I quickly had to gain the strength and courage to understand Angelina’s diagnosis and
manage it, while balancing the emotions of our three other children. I had to take Giant steps in getting Angelina all
the help that she needed and deserved. I strongly believe in early intervention and intensive therapy. There is
no time to wait. What happens today may have a direct impact on the rest of her life. We have no idea about the
challenges Angelina will face. Will we be left guessing if she’s hungry, thirsty scared or just frustrated? Do
not accept a waiting list. I continually try to reach-out, research and press forward on behalf of my innocent, but
unfortunate, daughter. Remember 1 of 600 in the WORLD! She hit the lottery in reverse. It is not easy,
but through the grace of God and love for my Angelina and the other children, I do it.
Initially,
I had to take baby steps. There is no “blue-print” for such a rare condition. I can not change what
Angelina has, I can not fix it – IT IS WHAT IT IS.
What I can do is make Angelina be the
best that she can be. I can also strive to raise my 3 other children to be compassionate, strong and accept people for
who they are, looking for the good in every situation of life. It is full of surprises, both good and bad.

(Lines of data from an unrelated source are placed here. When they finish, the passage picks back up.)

#[derive(Debug, Clone, PartialEq, Eq)]
pub enum RefreshOutcome {
    Succeeded {
        log_id: i64,
        records_count: i64,
        summary: LoadSummary,
    },
    Failed {
        log_id: Option<i64>,
        error: String,
    },
}

impl RefreshOutcome {
    pub fn is_success(&self) -> bool {
        matches!(self, RefreshOutcome::Succeeded { .. })
    }

    pub fn log_id(&self) -> Option<i64> {
        match self {
            RefreshOutcome::Succeeded { log_id, .. } => Some(*log_id),
            RefreshOutcome::Failed { log_id, .. } => *log_id,
        }
    }
}

pub struct RefreshOrchestrator<S, L> {
    store: S,
    logs: L,
    batch_size: usize,
}

impl<S: SalesStore, L: RefreshLogStore> RefreshOrchestrator<S, L> {
    pub fn new(store: S, logs: L, batch_size: usize) -> Self {
        Self {
            store,
            logs,
            batch_size: batch_size.max(1),
        }
    }

    pub fn store(&self) -> &S {
        &self.store
    }

    pub fn logs(&self) -> &L {
        &self.logs
    }

    /// Clears the dataset and reloads it from `source` in one transaction,
    /// journaling the attempt. Never retries.
    pub async fn run_refresh(&self, source: &Path) -> RefreshOutcome {
        let mut run = RefreshRun::new(source);
        let span = info_span!("refresh", run_id = %run.run_id, source = %source.display());
        async move {
            let log_id = match self.logs.append(NewRefreshLog::started_at(run.started_at)).await {
                Ok(id) => id,
                Err(err) => {
                    error!(error = %err, "failed to open refresh log; refresh not started");
                    return RefreshOutcome::Failed {
                        log_id: None,
                        error: format!("failed to open refresh log: {err}"),
                    };
                }
            };
            run.start(log_id);
            info!(log_id, "starting data refresh");

            match self.replace_dataset(&run).await {
                Ok(summary) => {
                    let records_count = match self.store.count_orders().await {
                        Ok(count) => count,
                        Err(err) => {
                            warn!(error = %err, "failed to count orders; using rows written");
                            summary.writes.orders_inserted as i64
                        }
                    };
                    self.finalize(&mut run, RefreshLogUpdate::success(records_count, Utc::now()))
                        .await;
                    info!(
                        log_id,
                        records_count,
                        malformed_records = summary.malformed_records,
                        field_warnings = summary.field_warnings,
                        "data refresh completed successfully"
                    );
                    RefreshOutcome::Succeeded {
                        log_id,
                        records_count,
                        summary,
                    }
                }
                Err(err) => {
                    let message = err.to_string();
                    error!(log_id, error = %message, "data refresh failed");
                    self.finalize(&mut run, RefreshLogUpdate::failed(message.clone(), Utc::now()))
                        .await;
                    RefreshOutcome::Failed {
                        log_id: Some(log_id),
                        error: message,
                    }
                }
            }
        }
        .instrument(span)
        .await
    }

    async fn finalize(&self, run: &mut RefreshRun, update: RefreshLogUpdate) {
        run.finish(update.status);
        let Some(log_id) = run.log_id() else { return };
        if let Err(err) = self.logs.update(log_id, update).await {
            error!(log_id, error = %err, "failed to finalize refresh log");
        }
    }

    async fn replace_dataset(&self, run: &RefreshRun) -> Result<LoadSummary, RefreshError> {
        let mut tx = self.store.begin().await.map_err(RefreshError::Begin)?;
        match self.load(&mut tx, run).await {
            Ok(summary) => {
                tx.commit().await.map_err(RefreshError::Commit)?;
                Ok(summary)
            }
            Err(err) => {
                if let Err(rollback_err) = tx.rollback().await {
                    warn!(error = %rollback_err, "rollback failed");
                }
                Err(err)
            }
        }
    }

    async fn load(&self, tx: &mut S::Tx, run: &RefreshRun) -> Result<LoadSummary, RefreshError> {
        info!("clearing existing data");
        let cleared = tx.clear_dataset().await.map_err(RefreshError::Clear)?;
        info!(
            order_items = cleared.order_items,
            orders = cleared.orders,
            products = cleared.products,
            customers = cleared.customers,
            "existing data cleared"
        );

        let reader = SalesCsvReader::open(&run.source)?;
        let mut resolver = EntityResolver::new(run.started_at.date_naive());
        let mut writer = BatchWriter::new(self.batch_size);
        let mut records = 0u64;
        let mut malformed_records = 0u64;

        for next in reader.records() {
            let raw = match next {
                Ok(raw) => raw,
                Err(err) if !err.is_fatal() => {
                    malformed_records += 1;
                    warn!(error = %err, "skipping malformed record");
                    continue;
                }
                Err(err) => return Err(err.into()),
            };
            writer.push(tx, resolver.resolve(raw)).await?;
            records += 1;
        }
        let writes = writer.finish(tx).await?;

        info!(
            records,
            customers = resolver.distinct_customers(),
            products = resolver.distinct_products(),
            flushes = writes.flushes.len(),
            "loaded records from source"
        );
        Ok(LoadSummary {
            records,
            malformed_records,
            field_warnings: resolver.field_warnings(),
            cleared,
            writes,
        })
    }
}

No parent should ever hear what we were told. The initial genetic team repeatedly said “Go
home and grieve, you lost your perfect child.”
I am turning that grieve into motivation
to help my child as well as other disabled children. Through love, faith and hope, I believe that anything is possible.
God has given me the much needed Grace, Strength and Comfort through my child’s disability.
Through time, I hope to gain peace and joy, even though circumstances in our life do not make sense causing our world to turn
upside down.
These are some of my favorite quotes, stories and scriptures I have read which
give me hope, comfort and strength during tough times.
I am often asked to describe
the experience of raising a child with a disability – to try to help people who have not shared that unique experience
to understand it, to imagine how it would feel. It's like this......
When you're going to have a baby, it's like planning a fabulous vacation trip –
to Italy. You buy a bunch of guide books and make your wonderful plans. The Coliseum. The Michelangelo David.
The gondolas in Venice. You may learn some handy phrases in Italian. It's all very exciting.
After months of eager anticipation, the day finally arrives.
You pack your bags and off you go. Several hours later, the plane lands. The flight attendant comes in and
says, "Welcome to Holland."
"Holland?!?"
you say. "What do you mean Holland?? I signed up for Italy! I'm supposed to be in Italy. All my life I've dreamed
of going to Italy."
But there's been
a change in the flight plan. They've landed in Holland and there you must stay.
The important thing is that they haven't taken you to a horrible, disgusting, filthy place,
full of pestilence, famine and disease. It's just a different place.
So you must go out and buy new guide books. And you must learn a whole new language. And you
will meet a whole new group of people you would never have met.
It's just a different place. It's slower-paced than Italy, less flashy than Italy. But after you've been
there for a while and you catch your breath, you look around.... and you begin to notice that Holland has windmills....and
Holland has tulips. Holland even has Rembrandts.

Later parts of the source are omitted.